RZSS veterinary surgeon, Romain Pizzi, was also in Brazil this week. Romain is in Rio Grande do Sul, one of the Southern states, where he is teaching wildlife surgery to Brazilian veterinarians. I am sure it will prove to be a valuable teaching experience for all and will help build and enhance the capacity of the veterinarians.
Back in Scotland, I’m sure you have all seen the recent Christmas advert for John Lewis. A realistic CGI penguin plays the starring role and we were honoured that the penguins at Edinburgh Zoo helped inspire the advert; the advert’s production team spent a day in May observing the behaviours of our penguins as they waddled and porpoised through their state of the art enclosure. At Penguins Rock this week, keepers have heard visitors discuss the movements they can see within of our colony and relate these to some of the behaviours of Monty the penguin. It is wonderful for us to watch as members of the public get excited about observing natural behaviours of animals.
At Highland Wildlife Park, Arctic foxes Elf and Kilian have donned their winter coats as their fur has turned white and become denser. This is a natural annual transformation which not only helps protect them from the cold of winter, but also camouflages them in their native Arctic landscape.
We are currently hosting three students from the University of Edinburgh who are studying for an MSc in Science Communication and Public Engagement as part of an eight week placement for their course. The students are based at Edinburgh Zoo and have been concentrating on gaining visitor feedback on some of the interpretation throughout the site. I’m looking forward to hearing their findings which I trust will prove insightful and refreshing. They have also had the opportunity to meet with staff across numerous departments which has enabled them to get a broad overview of RZSS and all the jobs involved.
Education is the most powerful weapon which you can use to change the world.
November 7, 2014 § Leave a comment
Red November may sound like the name of a horror movie or a particularly gruesome historical happening, but it is actually a fantastic conservation event organised by the British and Irish Associate of Zoos and Aquariums (BIAZA) to celebrate the significant contribution of the International Union for the Conservation of Nature (IUCN) Red List in guiding conservation action and policy decisions over the past 50 years.
Both of the Royal Zoological Society of Scotland’s animal collections at Highland Wildlife Park and Edinburgh Zoo are developed under the guidance of the Red List and our primary focus is often on species classed as Vulnerable or worse. The IUCN Red List has also had a positive impact in regenerating the wild populations of threatened species.
As the name suggests, Red November is taking place across the entire month of November, and the Highland Wildlife Park has set a conservation challenge for visitors, inviting them to solve clues across the Park and be rewarded with interesting facts about some of our species. Extra talks from our keepers will focus on the individual Red List classifications of animals – with categorisations ranging from Least Concern to Extinct in the Wild, with Near Threatened, Vulnerable, Endangered and Critically Endangered in between. The presentations will also explain the threats to each animal’s survival and hopefully inspire action and discussion towards biodiversity conservation.
As an added bonus, the driver of any red cars during November will also be given free entry to the Highland Wildlife Park.
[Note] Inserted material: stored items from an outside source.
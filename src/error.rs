// =============================================================================
// Indicator error types
// =============================================================================
//
// The indicator engine fails fast on malformed input instead of letting NaN
// closes leak into every downstream value. Policy is uniform across all four
// indicators: non-finite closes and zero windows are rejected up front;
// empty or too-short series are never errors (they produce aligned all-NaN
// output instead).

use thiserror::Error;

#[derive(Debug, Error, PartialEq)]
pub enum IndicatorError {
    /// A close in the input series is NaN or infinite.
    #[error("non-finite close at index {index}")]
    NonFiniteClose { index: usize },

    /// A rolling window or smoothing period of zero is meaningless.
    #[error("window/period must be at least 1")]
    ZeroWindow,
}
Our discovery and learning team have been in Skye and Fort William this week with our excellent Penguins to Pandas and Beyond the Panda educational programmes. The team have carried out 42 sessions between August and now, with many more due before the end of term.
Earlier this week Marty the Amur tiger featured in an episode of ‘Vets: Gach Creutair Beo’. A Gaelic series, viewers are taken on a journey across Scotland following vets as they tend to animals from small, to large, to the very wild. In this programme vets met Marty when he had toothache earlier this year and filmed how we treated and helped him.
Finally, we have the next in our new series of Tribal Elders lectures coming up soon. RZSS is pleased to present an evening with Professor Aubrey Manning OBE as the second inspiring address Tribal Elders: Words of Wisdom lecture series.
Recognised as one of the country’s leading authorities on animal behaviour and professor at The University of Edinburgh, Professor Manning is a committed conservationist and I am looking forward to hearing him distil his collected lifetime wisdom. His keynote speech is a challenging and thought-provoking message that explores how humans treat the planet, use finite resources and the effects of the ever-spiralling population growth.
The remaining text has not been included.